[Material provided — start]

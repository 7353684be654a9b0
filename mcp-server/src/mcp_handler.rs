use anyhow::Result;
use serde_json::{Value, json};
use std::collections::HashMap;
use std::io::{self, BufRead, BufReader, Write};
use std::sync::Arc;
use tracing::{error, info, warn};

use ticket_lib::CheckError;

use crate::use_cases::{TicketUseCase, WinningNumbersUseCase};

#[derive(Debug, serde::Deserialize)]
struct JsonRpcRequest {
    #[serde(default = "default_jsonrpc")]
    jsonrpc: String,
    method: String,
    params: Option<Value>,
    id: Option<Value>,
}

fn default_jsonrpc() -> String {
    "2.0".to_string()
}

#[derive(Debug, serde::Serialize)]
struct JsonRpcResponse {
    jsonrpc: String,
    #[serde(skip_serializing_if = "Option::is_none")]
    result: Option<Value>,
    #[serde(skip_serializing_if = "Option::is_none")]
    error: Option<JsonRpcError>,
    id: Option<Value>,
}

impl JsonRpcResponse {
    fn success(id: Option<Value>, result: Value) -> Self {
        Self {
            jsonrpc: "2.0".to_string(),
            result: Some(result),
            error: None,
            id: Some(id.unwrap_or(json!(1))),
        }
    }

    fn failure(id: Option<Value>, code: i32, message: String, data: Option<Value>) -> Self {
        Self {
            jsonrpc: "2.0".to_string(),
            result: None,
            error: Some(JsonRpcError {
                code,
                message,
                data,
            }),
            id: Some(id.unwrap_or(json!(1))),
        }
    }
}

#[derive(Debug, serde::Serialize)]
struct JsonRpcError {
    code: i32,
    message: String,
    #[serde(skip_serializing_if = "Option::is_none")]
    data: Option<Value>,
}

#[derive(Debug, serde::Serialize)]
struct Tool {
    name: String,
    description: String,
    #[serde(rename = "inputSchema")]
    input_schema: Value,
}

pub struct MCPHandler {
    ticket_use_case: Arc<TicketUseCase>,
    winning_use_case: Arc<WinningNumbersUseCase>,
}

impl MCPHandler {
    pub fn new(
        ticket_use_case: Arc<TicketUseCase>,
        winning_use_case: Arc<WinningNumbersUseCase>,
    ) -> Self {
        Self {
            ticket_use_case,
            winning_use_case,
        }
    }

    pub async fn serve<R, W>(self, reader: R, mut writer: W) -> Result<()>
    where
        R: BufRead,
        W: Write,
    {
        for line in reader.lines() {
            let line = line?;
            if line.trim().is_empty() {
                continue;
            }

            let request: JsonRpcRequest = match serde_json::from_str::<JsonRpcRequest>(&line) {
                Ok(req) => req,
                Err(e) => {
                    warn!("Failed to parse request: {} - Line: {}", e, line);
                    let error_response = JsonRpcResponse {
                        jsonrpc: "2.0".to_string(),
                        result: None,
                        error: Some(JsonRpcError {
                            code: -32700,
                            message: "Parse error".to_string(),
                            data: Some(json!(e.to_string())),
                        }),
                        id: None,
                    };
                    writeln!(writer, "{}", serde_json::to_string(&error_response)?)?;
                    writer.flush()?;
                    continue;
                }
            };

            // Notifications never get a response.
            if request.id.is_none() || request.method.starts_with("notifications/") {
                if request.method == "notifications/initialized" {
                    info!("🎟️ Client initialized");
                }
                continue;
            }

            let response = self.handle_request(request).await;
            writeln!(writer, "{}", serde_json::to_string(&response)?)?;
            writer.flush()?;
        }

        Ok(())
    }

    async fn handle_request(&self, request: JsonRpcRequest) -> JsonRpcResponse {
        match request.method.as_str() {
            "initialize" => self.handle_initialize(request.id),
            "tools/list" => self.handle_list_tools(request.id),
            "tools/call" => self.handle_call_tool(request.params, request.id).await,
            _ => JsonRpcResponse::failure(
                request.id,
                -32601,
                format!("Method not found: {}", request.method),
                None,
            ),
        }
    }

    fn handle_initialize(&self, id: Option<Value>) -> JsonRpcResponse {
        info!("🎟️ Initializing ticket MCP server");
        JsonRpcResponse::success(
            id,
            json!({
                "protocolVersion": "2024-11-05",
                "capabilities": {
                    "tools": {}
                },
                "serverInfo": {
                    "name": "ticket-mcp-server",
                    "version": "0.1.0"
                }
            }),
        )
    }

    fn handle_list_tools(&self, id: Option<Value>) -> JsonRpcResponse {
        JsonRpcResponse::success(id, json!({ "tools": get_tools() }))
    }

    async fn handle_call_tool(&self, params: Option<Value>, id: Option<Value>) -> JsonRpcResponse {
        let Some(params) = params else {
            return JsonRpcResponse::failure(id, -32602, "Missing params".to_string(), None);
        };

        let Some(tool_name) = params.get("name").and_then(|n| n.as_str()) else {
            return JsonRpcResponse::failure(id, -32602, "Missing tool name".to_string(), None);
        };

        let arguments = params.get("arguments").cloned().unwrap_or(json!({}));
        let arguments_map: HashMap<String, Value> =
            serde_json::from_value(arguments).unwrap_or_default();

        match self.execute_tool(tool_name, &arguments_map).await {
            Ok(content) => JsonRpcResponse::success(
                id,
                json!({
                    "content": [
                        {
                            "type": "text",
                            "text": content
                        }
                    ]
                }),
            ),
            Err(e) => {
                let check_error = e.downcast_ref::<CheckError>();
                match check_error {
                    Some(err) if err.is_user_correctable() => {
                        warn!(tool = tool_name, "{}", err);
                    }
                    // The client only sees the top-level message.
                    _ => error!(tool = tool_name, error = ?e, "tool call failed"),
                }

                // Check failures carry their HTTP-style status for the client.
                let data = check_error.map(|err| json!({ "status": err.status_code() }));
                JsonRpcResponse::failure(id, -32603, format!("Tool execution error: {}", e), data)
            }
        }
    }

    async fn execute_tool(
        &self,
        tool_name: &str,
        arguments: &HashMap<String, Value>,
    ) -> Result<String> {
        let tickets = &self.ticket_use_case;
        let winning = &self.winning_use_case;
        match tool_name {
            "upload_image_ticket" => tickets.upload_image_ticket(arguments).await,
            "check_ticket_text" => tickets.check_ticket_text(arguments).await,
            "get_ticket_history" => tickets.get_ticket_history(arguments).await,
            "get_winning_numbers" => winning.get_winning_numbers(arguments).await,
            "insert_winning_numbers" => winning.insert_winning_numbers(arguments).await,
            "fetch_winning_numbers" => winning.fetch_winning_numbers(arguments).await,
            _ => Err(anyhow::anyhow!("Unknown tool: {}", tool_name)),
        }
    }
}

fn get_tools() -> Vec<Tool> {
    vec![
        Tool {
            name: "upload_image_ticket".to_string(),
            description: "Save a ticket image, read it with OCR and check it against the draw results".to_string(),
            input_schema: json!({
                "type": "object",
                "properties": {
                    "image_path": {
                        "type": "string",
                        "description": "Path to the ticket image (png, jpg, jpeg, bmp, tif, tiff, webp, gif)"
                    },
                    "is_system_bet": {
                        "type": "boolean",
                        "description": "Treat a TOTO ticket as a system bet covering every 6-number combination"
                    }
                },
                "required": ["image_path"]
            }),
        },
        Tool {
            name: "check_ticket_text".to_string(),
            description: "Check already recognized ticket text against the draw results".to_string(),
            input_schema: json!({
                "type": "object",
                "properties": {
                    "raw_text": {
                        "type": "string",
                        "description": "Text read from the ticket"
                    },
                    "is_system_bet": {
                        "type": "boolean",
                        "description": "Treat a TOTO ticket as a system bet covering every 6-number combination"
                    }
                },
                "required": ["raw_text"]
            }),
        },
        Tool {
            name: "get_ticket_history".to_string(),
            description: "List saved ticket checks, newest first".to_string(),
            input_schema: json!({
                "type": "object",
                "properties": {}
            }),
        },
        Tool {
            name: "get_winning_numbers".to_string(),
            description: "Look up the winning numbers for a game and draw date".to_string(),
            input_schema: json!({
                "type": "object",
                "properties": {
                    "game_type": {
                        "type": "string",
                        "enum": ["TOTO", "4D"]
                    },
                    "draw_date": {
                        "type": "string",
                        "description": "Draw date in YYYY-MM-DD format"
                    }
                },
                "required": ["game_type", "draw_date"]
            }),
        },
        Tool {
            name: "insert_winning_numbers".to_string(),
            description: "Parse a raw JSON draw result and save it to the database".to_string(),
            input_schema: json!({
                "type": "object",
                "properties": {
                    "raw_json": {
                        "type": "string",
                        "description": "JSON object with game_type, draw_date and winning_numbers"
                    }
                },
                "required": ["raw_json"]
            }),
        },
        Tool {
            name: "fetch_winning_numbers".to_string(),
            description: "Fetch draw results from the results feed for several dates and save the new ones".to_string(),
            input_schema: json!({
                "type": "object",
                "properties": {
                    "game_type": {
                        "type": "string",
                        "enum": ["TOTO", "4D"]
                    },
                    "dates": {
                        "type": "array",
                        "description": "Draw dates in YYYY-MM-DD format",
                        "items": {"type": "string"}
                    }
                },
                "required": ["game_type", "dates"]
            }),
        },
    ]
}

pub fn stdio() -> (BufReader<io::Stdin>, io::Stdout) {
    (BufReader::new(io::stdin()), io::stdout())
}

[Material provided — finish]

→ Prompt
Show every line above in which the word "against" appears.

→ Solution below
            description: "Save a ticket image, read it with OCR and check it against the draw results".to_string(),
            description: "Check already recognized ticket text against the draw results".to_string(),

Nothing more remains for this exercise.